ExplFrame: Exploiting Page Frame Cache for Fault Analysis of Block Ciphers
This work addresses a security vulnerability in modern operating systems that allows user-level attackers to compromise cryptographic implementations, representing an incremental but practical attack method.
The authors demonstrated that the Page Frame Cache in Linux can be exploited to steer a victim process's memory to vulnerable DRAM locations, enabling deterministic Rowhammer attacks to induce faults, and used this to recover the full secret key of OpenSSL AES through single bit faults in T-tables.
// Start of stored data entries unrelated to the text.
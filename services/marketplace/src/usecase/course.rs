use chrono::Utc;
use uuid::Uuid;

use learnhub_domain::course::{DEFAULT_COURSE_IMAGE, is_paid, parse_price};
use learnhub_domain::pagination::PageRequest;

use crate::domain::repository::{CategoryRepository, CourseRepository, MediaStoragePort};
use crate::domain::types::{Course, CourseDetail, IMAGE_FOLDER, ResourceType, StagedFile};
use crate::error::MarketplaceError;
use crate::usecase::{optional, optional_id, required, required_id};

// ── CreateCourse ─────────────────────────────────────────────────────────────

pub struct CreateCourseInput {
    pub title: Option<String>,
    pub description: Option<String>,
    pub price: Option<String>,
    pub category_id: Option<String>,
    pub image: Option<StagedFile>,
}

pub struct CreateCourseUseCase<C: CourseRepository, K: CategoryRepository, M: MediaStoragePort> {
    pub courses: C,
    pub categories: K,
    pub media: M,
}

impl<C, K, M> CreateCourseUseCase<C, K, M>
where
    C: CourseRepository,
    K: CategoryRepository,
    M: MediaStoragePort,
{
    pub async fn execute(
        &self,
        instructor_id: Uuid,
        input: CreateCourseInput,
    ) -> Result<Course, MarketplaceError> {
        let title = required(input.title, "title")?;
        let price = parse_price(&required(input.price, "price")?)?;
        let category_id = required_id(input.category_id, "categoryId")?;

        if self.categories.find_by_id(category_id).await?.is_none() {
            return Err(MarketplaceError::CategoryNotFound);
        }

        let image = match input.image {
            Some(file) => {
                self.media
                    .upload(&file, IMAGE_FOLDER, ResourceType::Auto)
                    .await?
            }
            None => DEFAULT_COURSE_IMAGE.to_owned(),
        };

        let now = Utc::now();
        let course = Course {
            id: Uuid::now_v7(),
            title,
            description: optional(input.description),
            price,
            is_paid: is_paid(price),
            image,
            average_rating: 0.0,
            number_of_reviews: 0,
            category_id,
            instructor_id,
            created_at: now,
            updated_at: now,
        };
        self.courses.create(&course).await?;
        tracing::info!(course_id = %course.id, %instructor_id, "created course");
        Ok(course)
    }
}

// ── ListCourses / GetCourse ──────────────────────────────────────────────────

pub struct ListCoursesUseCase<R: CourseRepository> {
    pub repo: R,
}

impl<R: CourseRepository> ListCoursesUseCase<R> {
    pub async fn execute(&self, page: PageRequest) -> Result<Vec<CourseDetail>, MarketplaceError> {
        self.repo.list_details(page.clamped()).await
    }
}

pub struct GetCourseUseCase<R: CourseRepository> {
    pub repo: R,
}

impl<R: CourseRepository> GetCourseUseCase<R> {
    pub async fn execute(&self, id: Uuid) -> Result<CourseDetail, MarketplaceError> {
        self.repo
            .find_detail(id)
            .await?
            .ok_or(MarketplaceError::CourseNotFound)
    }
}

// ── UpdateCourse ─────────────────────────────────────────────────────────────

pub struct UpdateCourseInput {
    pub title: Option<String>,
    pub description: Option<String>,
    pub price: Option<String>,
    pub category_id: Option<String>,
    pub image: Option<StagedFile>,
}

pub struct UpdateCourseUseCase<C: CourseRepository, K: CategoryRepository, M: MediaStoragePort> {
    pub courses: C,
    pub categories: K,
    pub media: M,
}

impl<C, K, M> UpdateCourseUseCase<C, K, M>
where
    C: CourseRepository,
    K: CategoryRepository,
    M: MediaStoragePort,
{
    /// Only the course's own instructor may edit it, administrators included.
    pub async fn execute(
        &self,
        editor_id: Uuid,
        course_id: Uuid,
        input: UpdateCourseInput,
    ) -> Result<Course, MarketplaceError> {
        let mut course = self
            .courses
            .find_by_id(course_id)
            .await?
            .ok_or(MarketplaceError::CourseNotFound)?;
        if course.instructor_id != editor_id {
            return Err(MarketplaceError::NotCourseOwner);
        }

        if let Some(raw) = optional(input.price) {
            let price = parse_price(&raw)?;
            course.price = price;
            course.is_paid = is_paid(price);
        }
        if let Some(category_id) = optional_id(input.category_id, "categoryId")? {
            if self.categories.find_by_id(category_id).await?.is_none() {
                return Err(MarketplaceError::CategoryNotFound);
            }
            course.category_id = category_id;
        }
        if let Some(title) = optional(input.title) {
            course.title = title;
        }
        if let Some(description) = optional(input.description) {
            course.description = Some(description);
        }
        if let Some(file) = input.image {
            course.image = self
                .media
                .upload(&file, IMAGE_FOLDER, ResourceType::Auto)
                .await?;
        }

        course.updated_at = Utc::now();
        self.courses.update(&course).await?;
        Ok(course)
    }
}

// ── DeleteCourse ─────────────────────────────────────────────────────────────

pub struct DeleteCourseUseCase<R: CourseRepository> {
    pub repo: R,
}

impl<R: CourseRepository> DeleteCourseUseCase<R> {
    pub async fn execute(&self, id: Uuid) -> Result<(), MarketplaceError> {
        if self.repo.delete(id).await? {
            tracing::info!(course_id = %id, "deleted course");
            Ok(())
        } else {
            Err(MarketplaceError::CourseNotFound)
        }
    }
}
Page Frame Cache (PFC) is a purely software cache, present in modern Linux based operating systems (OS), which stores the page frames that are recently being released by the processes running on a particular CPU. In this paper, we show that the page frame cache can be maliciously exploited by an adversary to steer the pages of a victim process to some pre-decided attacker-chosen locations in the memory. We practically demonstrate an end-to-end attack, ExplFrame, where an attacker having only user-level privilege is able to force a victim process's memory pages to vulnerable locations in DRAM and deterministically conduct Rowhammer to induce faults. We further show that these faults can be exploited for extracting the secret key of table-based block cipher implementations. As a case study, we perform a full-key recovery on OpenSSL AES by Rowhammer-induced single bit faults in the T-tables. We propose an improvised fault analysis technique which can exploit any Rowhammer-induced bit-flips in the AES T-tables.